Microbes & disease Flashcards
What viruses cause disease? Which do not?
DO:
Obligate parasites - viruses
DONT:
Non pathogenic/opportunistic/obligate parasites - bacteria, protozoa, fungi, worms
What is mutualism?
Positive for both involved
What is commensalism?
Positive for parasite, neutral for host
What is parasitism?
Positive for parasite, negative for host
Advantages of parasitism
Protection from outside environment
Provides nutrients
Travel without expending energy
More energy for reproduction
How do pathogens evolve to be more effective?
Pathogens normally evolve to be less pathogenic over time
More pathogenic disease causes isolation so harder for the pathogens to reproduce and spread
Less pathogenic more successful as it is spread easily as people can be asymptomatic
Bacteriophages role in the ocean
bacteriophages (viruses) kill and lyse between 15% and 40% of the ocean’s bacteria every single day
How has human activity affected parasitism?

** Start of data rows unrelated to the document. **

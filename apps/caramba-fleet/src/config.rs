use anyhow::{Context, Result};
use caramba_db::models::groups::SelectionPolicy;
use serde::{Deserialize, Serialize};
use std::collections::HashMap;
use std::fs;
use std::time::Duration;

use crate::error::FleetError;
use crate::health::Thresholds;

#[derive(Debug, Clone, Serialize, Deserialize)]
#[serde(default)]
pub struct FleetConfig {
    pub database_url: String,
    pub listen_addr: String,

    pub probe_interval_secs: u64,
    pub probe_timeout_secs: u64,
    pub panel_timeout_secs: u64,
    pub store_timeout_secs: u64,
    pub worker_pool_size: usize,

    pub warning_pct: f64,
    pub critical_pct: f64,
    pub latency_ceiling_ms: u32,

    /// Consecutive critical/offline cycles before failover trips.
    pub trip_cycles: u32,
    /// Consecutive failed probes before a node is declared offline.
    pub offline_cycles: u32,
    /// Consecutive healthy cycles before offline/overloaded recovers.
    pub recovery_cycles: u32,
    pub uptime_window: usize,

    pub retention_days: i64,
    pub cleanup_interval_secs: u64,
    pub reconcile_interval_secs: u64,
    pub watchdog_interval_secs: u64,
    pub migration_timeout_secs: u64,

    /// Group name -> policy, overriding the stored policy.
    pub group_policies: HashMap<String, SelectionPolicy>,
    pub rng_seed: Option<u64>,

    pub telegram_bot_token: Option<String>,
    pub alert_chat_ids: Vec<i64>,
}

impl Default for FleetConfig {
    fn default() -> Self {
        Self {
            database_url: String::new(),
            listen_addr: "127.0.0.1:8095".to_string(),
            probe_interval_secs: 300,
            probe_timeout_secs: 10,
            panel_timeout_secs: 15,
            store_timeout_secs: 15,
            worker_pool_size: 20,
            warning_pct: 70.0,
            critical_pct: 90.0,
            latency_ceiling_ms: 1500,
            trip_cycles: 2,
            offline_cycles: 2,
            recovery_cycles: 2,
            uptime_window: 288,
            retention_days: 7,
            cleanup_interval_secs: 86_400,
            reconcile_interval_secs: 1_800,
            watchdog_interval_secs: 60,
            migration_timeout_secs: 600,
            group_policies: HashMap::new(),
            rng_seed: None,
            telegram_bot_token: None,
            alert_chat_ids: Vec::new(),
        }
    }
}

impl FleetConfig {
    pub fn load() -> Result<Self> {
        let mut config_paths = vec![
            "/etc/caramba/fleet.toml".to_string(),
            "./fleet.toml".to_string(),
        ];
        if let Ok(explicit) = std::env::var("FLEET_CONFIG") {
            config_paths.insert(0, explicit);
        }

        for path in &config_paths {
            if let Ok(contents) = fs::read_to_string(path) {
                tracing::info!("Loading fleet config from {}", path);
                let mut config = Self::from_toml(&contents)
                    .with_context(|| format!("Failed to parse {}", path))?;
                if config.database_url.is_empty() {
                    config.database_url = std::env::var("DATABASE_URL").unwrap_or_default();
                }
                config.validate()?;
                return Ok(config);
            }
        }

        tracing::info!("Loading fleet config from environment");
        let config = Self::from_env()?;
        config.validate()?;
        Ok(config)
    }

    pub fn from_toml(contents: &str) -> Result<Self> {
        Ok(toml::from_str(contents)?)
    }

    fn from_env() -> Result<Self> {
        let defaults = Self::default();
        Ok(Self {
            database_url: std::env::var("DATABASE_URL").context("DATABASE_URL must be set")?,
            listen_addr: env_or("FLEET_LISTEN_ADDR", defaults.listen_addr),
            probe_interval_secs: env_parse("PROBE_INTERVAL_SECS", defaults.probe_interval_secs)?,
            probe_timeout_secs: env_parse("PROBE_TIMEOUT_SECS", defaults.probe_timeout_secs)?,
            panel_timeout_secs: env_parse("PANEL_TIMEOUT_SECS", defaults.panel_timeout_secs)?,
            store_timeout_secs: env_parse("STORE_TIMEOUT_SECS", defaults.store_timeout_secs)?,
            worker_pool_size: env_parse("PROBE_WORKERS", defaults.worker_pool_size)?,
            warning_pct: env_parse("HEALTH_WARNING_PCT", defaults.warning_pct)?,
            critical_pct: env_parse("HEALTH_CRITICAL_PCT", defaults.critical_pct)?,
            latency_ceiling_ms: env_parse("LATENCY_CEILING_MS", defaults.latency_ceiling_ms)?,
            trip_cycles: env_parse("FAILOVER_TRIP_CYCLES", defaults.trip_cycles)?,
            offline_cycles: env_parse("OFFLINE_CYCLES", defaults.offline_cycles)?,
            recovery_cycles: env_parse("RECOVERY_CYCLES", defaults.recovery_cycles)?,
            uptime_window: env_parse("UPTIME_WINDOW", defaults.uptime_window)?,
            retention_days: env_parse("SAMPLE_RETENTION_DAYS", defaults.retention_days)?,
            cleanup_interval_secs: env_parse("CLEANUP_INTERVAL_SECS", defaults.cleanup_interval_secs)?,
            reconcile_interval_secs: env_parse("RECONCILE_INTERVAL_SECS", defaults.reconcile_interval_secs)?,
            watchdog_interval_secs: env_parse("WATCHDOG_INTERVAL_SECS", defaults.watchdog_interval_secs)?,
            migration_timeout_secs: env_parse("MIGRATION_TIMEOUT_SECS", defaults.migration_timeout_secs)?,
            group_policies: parse_group_policies(&std::env::var("GROUP_POLICIES").unwrap_or_default())?,
            rng_seed: std::env::var("FLEET_RNG_SEED").ok().and_then(|s| s.parse().ok()),
            telegram_bot_token: std::env::var("TELEGRAM_BOT_TOKEN").ok().filter(|t| !t.is_empty()),
            alert_chat_ids: std::env::var("ALERT_CHAT_IDS")
                .unwrap_or_default()
                .split(',')
                .filter_map(|s| s.trim().parse().ok())
                .collect(),
        })
    }

    pub fn validate(&self) -> Result<(), FleetError> {
        let positive = [
            ("probe_interval_secs", self.probe_interval_secs),
            ("probe_timeout_secs", self.probe_timeout_secs),
            ("panel_timeout_secs", self.panel_timeout_secs),
            ("store_timeout_secs", self.store_timeout_secs),
            ("cleanup_interval_secs", self.cleanup_interval_secs),
            ("reconcile_interval_secs", self.reconcile_interval_secs),
            ("watchdog_interval_secs", self.watchdog_interval_secs),
            ("migration_timeout_secs", self.migration_timeout_secs),
        ];
        for (name, value) in positive {
            if value == 0 {
                return Err(FleetError::Config(format!("{} must be greater than zero", name)));
            }
        }
        if self.worker_pool_size == 0 {
            return Err(FleetError::Config("worker_pool_size must be at least 1".into()));
        }
        if self.uptime_window == 0 {
            return Err(FleetError::Config("uptime_window must be at least 1".into()));
        }
        if self.trip_cycles == 0 || self.offline_cycles == 0 || self.recovery_cycles == 0 {
            return Err(FleetError::Config("cycle counts must be at least 1".into()));
        }
        if !(0.0..=100.0).contains(&self.warning_pct)
            || !(0.0..=100.0).contains(&self.critical_pct)
            || self.warning_pct >= self.critical_pct
        {
            return Err(FleetError::Config(format!(
                "thresholds must satisfy 0 <= warning ({}) < critical ({}) <= 100",
                self.warning_pct, self.critical_pct
            )));
        }
        if self.retention_days <= 0 {
            return Err(FleetError::Config("retention_days must be positive".into()));
        }
        if self.probe_timeout_secs > self.probe_interval_secs {
            return Err(FleetError::Config(
                "probe_timeout_secs must not exceed probe_interval_secs".into(),
            ));
        }
        Ok(())
    }

    pub fn thresholds(&self) -> Thresholds {
        Thresholds {
            warning_pct: self.warning_pct,
            critical_pct: self.critical_pct,
            latency_ceiling_ms: self.latency_ceiling_ms,
        }
    }

    pub fn probe_interval(&self) -> Duration {
        Duration::from_secs(self.probe_interval_secs)
    }

    pub fn probe_timeout(&self) -> Duration {
        Duration::from_secs(self.probe_timeout_secs)
    }

    pub fn panel_timeout(&self) -> Duration {
        Duration::from_secs(self.panel_timeout_secs)
    }

    pub fn store_timeout(&self) -> Duration {
        Duration::from_secs(self.store_timeout_secs)
    }

    pub fn cleanup_interval(&self) -> Duration {
        Duration::from_secs(self.cleanup_interval_secs)
    }

    pub fn reconcile_interval(&self) -> Duration {
        Duration::from_secs(self.reconcile_interval_secs)
    }

    pub fn watchdog_interval(&self) -> Duration {
        Duration::from_secs(self.watchdog_interval_secs)
    }

    pub fn migration_timeout(&self) -> chrono::Duration {
        chrono::Duration::seconds(self.migration_timeout_secs as i64)
    }

    pub fn retention(&self) -> chrono::Duration {
        chrono::Duration::days(self.retention_days)
    }
}

fn env_or(key: &str, default: String) -> String {
    std::env::var(key).ok().filter(|v| !v.is_empty()).unwrap_or(default)
}

fn env_parse<T>(key: &str, default: T) -> Result<T>
where
    T: std::str::FromStr,
    T::Err: std::fmt::Display,
{
    match std::env::var(key) {
        Ok(raw) if !raw.trim().is_empty() => raw
            .trim()
            .parse()
            .map_err(|e| anyhow::anyhow!("Invalid {}={:?}: {}", key, raw, e)),
        _ => Ok(default),
    }
}

/// `eu=least-loaded,asia=best-latency`
fn parse_group_policies(raw: &str) -> Result<HashMap<String, SelectionPolicy>> {
    let mut out = HashMap::new();
    for pair in raw.split(',').map(str::trim).filter(|p| !p.is_empty()) {
        let (name, policy) = pair
            .split_once('=')
            .ok_or_else(|| anyhow::anyhow!("Invalid GROUP_POLICIES entry {:?}", pair))?;
        out.insert(name.trim().to_string(), policy.parse()?);
    }
    Ok(out)
}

Human activity transporting disease around the world means there are more devastating impacts on their new hosts
Disease comes across new ‘naïve’ populations that are more susceptible to and have a higher mortality rate
Chytrid fungus – 200 amphibian species threatened
White-nose syndrome (WNS) – Bats 6 million killed
What is the form of Ebola virus?
Shape/size/RNA/class?
Filamentous virus:
Shape is variable (length tubes and
number of branches). Typical size 80 nm wide and 800-1000nm long.
Membrane enveloped.
Negative sense single stranded RNA (-ssRNA)

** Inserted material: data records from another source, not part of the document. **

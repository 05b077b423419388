pub mod assignment;
pub mod groups;
pub mod monitoring;
pub mod node;

use thiserror::Error;

/// A text column held a value outside its enum.
#[derive(Debug, Clone, Error)]
#[error("unknown {kind} value: {value:?}")]
pub struct ParseEnumError {
    pub kind: &'static str,
    pub value: String,
}

impl ParseEnumError {
    pub(crate) fn new(kind: &'static str, value: &str) -> Self {
        Self {
            kind,
            value: value.to_string(),
        }
    }
}
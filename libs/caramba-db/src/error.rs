use thiserror::Error;

#[derive(Debug, Error)]
pub enum StoreError {
    #[error("database error: {0}")]
    Database(#[from] sqlx::Error),

    #[error("{entity} {id} not found")]
    NotFound { entity: &'static str, id: i64 },

    /// A uniqueness or state precondition did not hold.
    #[error("conflict: {0}")]
    Conflict(String),
}

impl StoreError {
    pub(crate) fn from_write(err: sqlx::Error, what: &str) -> Self {
        if let sqlx::Error::Database(db_err) = &err {
            if db_err.code().as_deref() == Some("23505") {
                return StoreError::Conflict(format!("{} violates a uniqueness rule", what));
            }
        }
        StoreError::Database(err)
    }
}

pub type StoreResult<T> = Result<T, StoreError>;
use chrono::{DateTime, Utc};
use serde::{Deserialize, Serialize};
use sqlx::FromRow;
use std::fmt;
use std::str::FromStr;

use super::ParseEnumError;

#[derive(Debug, Clone, Copy, PartialEq, Eq, Hash, Default, Serialize, Deserialize)]
#[serde(rename_all = "snake_case")]
pub enum NodeStatus {
    #[default]
    Active,
    Degraded,
    Overloaded,
    Maintenance,
    Offline,
}

impl NodeStatus {
    pub fn as_str(&self) -> &'static str {
        match self {
            NodeStatus::Active => "active",
            NodeStatus::Degraded => "degraded",
            NodeStatus::Overloaded => "overloaded",
            NodeStatus::Maintenance => "maintenance",
            NodeStatus::Offline => "offline",
        }
    }
}

impl fmt::Display for NodeStatus {
    fn fmt(&self, f: &mut fmt::Formatter<'_>) -> fmt::Result {
        f.write_str(self.as_str())
    }
}

impl FromStr for NodeStatus {
    type Err = ParseEnumError;

    fn from_str(s: &str) -> Result<Self, Self::Err> {
        match s {
            "active" => Ok(NodeStatus::Active),
            "degraded" => Ok(NodeStatus::Degraded),
            "overloaded" => Ok(NodeStatus::Overloaded),
            "maintenance" => Ok(NodeStatus::Maintenance),
            "offline" => Ok(NodeStatus::Offline),
            other => Err(ParseEnumError::new("node status", other)),
        }
    }
}

impl TryFrom<String> for NodeStatus {
    type Error = ParseEnumError;

    fn try_from(value: String) -> Result<Self, Self::Error> {
        value.parse()
    }
}

/// A remote VPN edge server running a management panel.
#[derive(Clone, Serialize, Deserialize, FromRow)]
pub struct Node {
    pub id: i64,
    pub name: String,
    /// Panel base URL, e.g. `https://de1.example.net:2053/secret`.
    pub address: String,
    /// Opaque pointer to the panel login; never logged or serialized.
    #[serde(skip_serializing, default)]
    pub credentials_ref: String,
    /// Inbound that receives new bindings on this node.
    pub inbound_id: i64,
    pub capacity: i32,
    pub current_load: i32,
    pub weight: i32,
    #[sqlx(try_from = "String")]
    pub status: NodeStatus,
    pub maintenance: bool,
    pub last_latency_ms: Option<i32>,
    pub uptime_pct: f64,
    pub last_checked: Option<DateTime<Utc>>,
}

impl Node {
    pub fn new(name: &str, address: &str, credentials_ref: &str, capacity: i32) -> Self {
        Self {
            id: 0,
            name: name.to_string(),
            address: address.to_string(),
            credentials_ref: credentials_ref.to_string(),
            inbound_id: 1,
            capacity,
            current_load: 0,
            weight: 1,
            status: NodeStatus::Active,
            maintenance: false,
            last_latency_ms: None,
            uptime_pct: 100.0,
            last_checked: None,
        }
    }

    pub fn has_capacity(&self) -> bool {
        self.current_load < self.capacity
    }

    /// Eligible as a target for new or migrated bindings.
    pub fn is_selectable(&self) -> bool {
        self.status == NodeStatus::Active && self.has_capacity()
    }

    /// Weight clamped to the 1..=100 range used for selection.
    pub fn effective_weight(&self) -> u32 {
        self.weight.clamp(1, 100) as u32
    }
}

impl fmt::Debug for Node {
    fn fmt(&self, f: &mut fmt::Formatter<'_>) -> fmt::Result {
        f.debug_struct("Node")
            .field("id", &self.id)
            .field("name", &self.name)
            .field("address", &self.address)
            .field("credentials_ref", &"<redacted>")
            .field("inbound_id", &self.inbound_id)
            .field("capacity", &self.capacity)
            .field("current_load", &self.current_load)
            .field("weight", &self.weight)
            .field("status", &self.status)
            .field("maintenance", &self.maintenance)
            .field("last_latency_ms", &self.last_latency_ms)
            .field("uptime_pct", &self.uptime_pct)
            .field("last_checked", &self.last_checked)
            .finish()
    }
}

Class 5 – needs to transcribe its minus strand to make a positive strand of RNA that will behave like messenger RNA and make viral proteins with the host
How many proteins and genes does ebola have?
7 genes
8 proteins (soluble and insoluble glycoproteins)
What does nuclear protein, transcription factors, matrix proteins and glycoprotein do in ebola?
Nuclear protein – helps to package RNA and nucleic acid material
Transcription factor – replicates RNA in host
Matrix proteins - make up capsid
Glycoprotein – attach to receptors of cell and allow virus to enter host cell
Has Polymerase enzyme
Symptoms of ebola
Initial symptoms:
High fever
Headache
Joint and muscle aches
Sore throat
Weakness
Stomach pain
Lack of appetite
Later symptoms:
Bleeding inside the body
Bleeding from the eyes, ears, and nose
Vomiting or coughing up blood
Bloody diarrhoea
Death
How does ebola infect body (aetiology)
Entry to host cell.
Trick host into replicating viral protein and nucleic acid (RNA) damaging and bursting cells
Interaction with the immune system (cytokine storm) - immune system produce reactive oxygen species or antibodies that stick to virus halting/slowing its progress
What is non-specific immune system response? (Innate)
Response time - hours
Specialty - limited/fixed
Response to repeat infection - identical to primary response
Major components - physical barriers, chemicals and phagocytes
What is specific immune system response? (adaptive)
Response time - days
Specifity - highly diverse improving during corse of infection
Response to repeat infection - more rapid than primary response
Major components - Lymphocytes- T cells, B-cells and antibodies.